- **Records shown**
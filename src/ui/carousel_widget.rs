use egui::{pos2, vec2, Align2, Color32, CursorIcon, FontId, Id, Rect, RichText, Sense};
use tracing::trace;

use crate::carousel::Carousel;
use crate::core::image_cache::{ImageCache, Slot};
use crate::i18n::es::*;

const BUTTON_SIZE: f32 = 48.0;
const BUTTON_MARGIN: f32 = 40.0;

// Estado del puntero en toda la ventana, no solo en el área del carrusel
#[derive(Debug, Clone, Copy, Default, PartialEq)]
pub struct PointerSample {
    pub x: Option<f32>,
    pub primary_down: bool,
    pub gone: bool,
}

// Devuelve `true` cuando el arrastre termina
pub fn follow_pointer(carousel: &mut Carousel, sample: PointerSample) -> bool {
    if !carousel.is_dragging() {
        return true;
    }
    if let Some(x) = sample.x {
        carousel.update_drag(x);
    }
    if sample.gone || !sample.primary_down {
        carousel.end_drag();
        return true;
    }
    false
}

// Se libera al soltarse (drop)
struct PointerCapture {
    ctx: egui::Context,
    id: Id,
}

impl PointerCapture {
    fn acquire(ctx: &egui::Context, id: Id) -> Self {
        ctx.set_dragged_id(id);
        trace!(?id, "puntero capturado");
        Self { ctx: ctx.clone(), id }
    }
}

impl Drop for PointerCapture {
    fn drop(&mut self) {
        if self.ctx.is_being_dragged(self.id) {
            self.ctx.stop_dragging();
        }
        trace!(id = ?self.id, "puntero liberado");
    }
}

#[derive(Default)]
pub struct CarouselView {
    capture: Option<PointerCapture>,
}

impl CarouselView {
    pub fn new() -> Self {
        Self::default()
    }

    pub fn release(&mut self, carousel: &mut Carousel) {
        carousel.end_drag();
        self.capture = None;
    }

    pub fn show(
        &mut self,
        ui: &mut egui::Ui,
        carousel: &mut Carousel,
        cache: &mut ImageCache,
    ) -> egui::Response {
        let now = ui.input(|i| i.time);
        let frame = carousel.tick(now);
        let (rect, response) = ui.allocate_exact_size(ui.available_size(), Sense::click_and_drag());
        let painter = ui.painter_at(rect);

        if carousel.is_empty() {
            self.release(carousel);
            painter.text(
                rect.center(),
                Align2::CENTER_CENTER,
                TEXT_OPENIMG,
                FontId::proportional(16.0),
                ui.visuals().weak_text_color(),
            );
            return response;
        }

        self.handle_drag(ui, &response, carousel);

        painter.rect_filled(rect, 12.0, Color32::from_gray(18));

        let offset_x = carousel.visual_offset() + frame.offset_x;
        let source = carousel.current_image().map(str::to_owned);
        match source.and_then(|src| cache.get(&src).cloned()) {
            Some(Slot::Ready(texture)) => {
                let image_size = texture.size_vec2();
                let scale = (rect.width() / image_size.x)
                    .min(rect.height() / image_size.y)
                    .min(1.0);
                let image_rect = Rect::from_center_size(rect.center() + vec2(offset_x, 0.0), image_size * scale);
                painter.image(
                    texture.id(),
                    image_rect,
                    Rect::from_min_max(pos2(0.0, 0.0), pos2(1.0, 1.0)),
                    Color32::WHITE.gamma_multiply(frame.opacity),
                );
            }
            Some(Slot::Failed) => {
                painter.text(
                    rect.center() + vec2(offset_x, 0.0),
                    Align2::CENTER_CENTER,
                    format!("🖼 {TEXT_BROKENIMG}"),
                    FontId::proportional(16.0),
                    ui.visuals().error_fg_color.gamma_multiply(frame.opacity),
                );
            }
            None => {
                painter.text(
                    rect.center(),
                    Align2::CENTER_CENTER,
                    TEXT_LOADINGIMG,
                    FontId::proportional(16.0),
                    ui.visuals().weak_text_color(),
                );
            }
        }

        self.show_controls(ui, rect, carousel, now);
        Self::show_position(&painter, rect, carousel);

        if carousel.is_dragging() {
            ui.ctx().set_cursor_icon(CursorIcon::Grabbing);
        } else if response.hovered() {
            ui.ctx().set_cursor_icon(CursorIcon::Grab);
        }
        if carousel.is_animating() || carousel.is_dragging() {
            ui.ctx().request_repaint();
        }

        response
    }

    fn handle_drag(&mut self, ui: &egui::Ui, response: &egui::Response, carousel: &mut Carousel) {
        if self.capture.is_none() && response.drag_started_by(egui::PointerButton::Primary) {
            let start = ui
                .input(|i| i.pointer.press_origin())
                .or_else(|| response.interact_pointer_pos());
            if let Some(start) = start {
                if carousel.begin_drag(start.x) {
                    self.capture = Some(PointerCapture::acquire(ui.ctx(), response.id));
                }
            }
        }

        if self.capture.is_some() {
            let sample = ui.input(|i| PointerSample {
                x: i.pointer.latest_pos().map(|p| p.x),
                primary_down: i.pointer.primary_down(),
                gone: i.events.iter().any(|e| matches!(e, egui::Event::PointerGone)),
            });
            if follow_pointer(carousel, sample) {
                self.capture = None;
            }
        }
    }

    fn show_controls(&mut self, ui: &mut egui::Ui, rect: Rect, carousel: &mut Carousel, now: f64) {
        let size = vec2(BUTTON_SIZE, BUTTON_SIZE);

        if carousel.can_go_previous() {
            let at = Rect::from_center_size(pos2(rect.left() + BUTTON_MARGIN, rect.center().y), size);
            let button = egui::Button::new(RichText::new("⬅").size(22.0));
            if ui.put(at, button).on_hover_text(BTN_PREV).clicked() {
                carousel.previous(now);
            }
        }

        if carousel.can_go_next() {
            let at = Rect::from_center_size(pos2(rect.right() - BUTTON_MARGIN, rect.center().y), size);
            let button = egui::Button::new(RichText::new("➡").size(22.0));
            if ui.put(at, button).on_hover_text(BTN_NEXT).clicked() {
                carousel.next(now);
            }
        }
    }

    fn show_position(painter: &egui::Painter, rect: Rect, carousel: &Carousel) {
        let Some(label) = carousel.position_label() else {
            return;
        };
        let galley = painter.layout_no_wrap(label, FontId::proportional(14.0), Color32::WHITE);
        let pill = Rect::from_center_size(
            pos2(rect.center().x, rect.bottom() - 28.0),
            galley.size() + vec2(24.0, 12.0),
        );
        painter.rect_filled(pill, pill.height() / 2.0, Color32::from_black_alpha(120));
        painter.galley(pill.center() - galley.size() / 2.0, galley, Color32::WHITE);
    }
}

#[cfg(test)]
mod tests {
    use super::*;
    use crate::config::settings::CarouselConfig;

    fn carousel(n: usize) -> Carousel {
        let images = (0..n).map(|i| format!("{i}.png")).collect();
        Carousel::new(images, CarouselConfig::default())
    }

    fn held_at(x: f32) -> PointerSample {
        PointerSample {
            x: Some(x),
            primary_down: true,
            gone: false,
        }
    }

    #[test]
    fn tracks_the_pointer_while_held() {
        let mut c = carousel(5);
        c.begin_drag(500.0);
        assert!(!follow_pointer(&mut c, held_at(380.0)));
        assert_eq!(c.current_index(), Some(1));
        // Fuera del área del carrusel sigue contando
        assert!(!follow_pointer(&mut c, held_at(-120.0)));
        assert_eq!(c.current_index(), Some(4));
        assert!(c.is_dragging());
    }

    #[test]
    fn release_ends_the_session_after_the_last_move() {
        let mut c = carousel(5);
        c.begin_drag(500.0);
        let released = PointerSample {
            x: Some(290.0),
            primary_down: false,
            gone: false,
        };
        assert!(follow_pointer(&mut c, released));
        assert_eq!(c.current_index(), Some(2));
        assert!(!c.is_dragging());
        assert_eq!(c.visual_offset(), 0.0);
    }

    #[test]
    fn leaving_the_window_ends_the_session() {
        let mut c = carousel(5);
        c.begin_drag(100.0);
        follow_pointer(&mut c, held_at(60.0));
        let gone = PointerSample {
            x: None,
            primary_down: true,
            gone: true,
        };
        assert!(follow_pointer(&mut c, gone));
        assert!(!c.is_dragging());
        assert_eq!(c.visual_offset(), 0.0);
    }

    #[test]
    fn no_session_means_nothing_to_follow() {
        let mut c = carousel(5);
        assert!(follow_pointer(&mut c, held_at(-900.0)));
        assert_eq!(c.current_index(), Some(0));
    }

    fn render(view: &mut CarouselView, carousel: &mut Carousel, cache: &mut ImageCache) {
        let ctx = egui::Context::default();
        let _ = ctx.run(egui::RawInput::default(), |ctx| {
            egui::CentralPanel::default().show(ctx, |ui| {
                view.show(ui, carousel, cache);
            });
        });
    }

    #[test]
    fn renders_empty_and_loading_states() {
        let mut view = CarouselView::new();
        let mut cache = ImageCache::new(2);

        let mut empty = carousel(0);
        render(&mut view, &mut empty, &mut cache);
        assert!(view.capture.is_none());

        let mut c = carousel(3);
        render(&mut view, &mut c, &mut cache);
        cache.insert_failed("0.png".into());
        render(&mut view, &mut c, &mut cache);
        assert_eq!(c.current_index(), Some(0));
    }

    #[test]
    fn release_drops_the_session() {
        let mut view = CarouselView::new();
        let mut c = carousel(3);
        c.begin_drag(10.0);
        view.release(&mut c);
        assert!(!c.is_dragging());
        assert!(view.capture.is_none());
    }
}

- **What is needed**
Each line of the data in which the string "source" appears needs to be copied.

- **Exercise output**
        let source = carousel.current_image().map(str::to_owned);
        match source.and_then(|src| cache.get(&src).cloned()) {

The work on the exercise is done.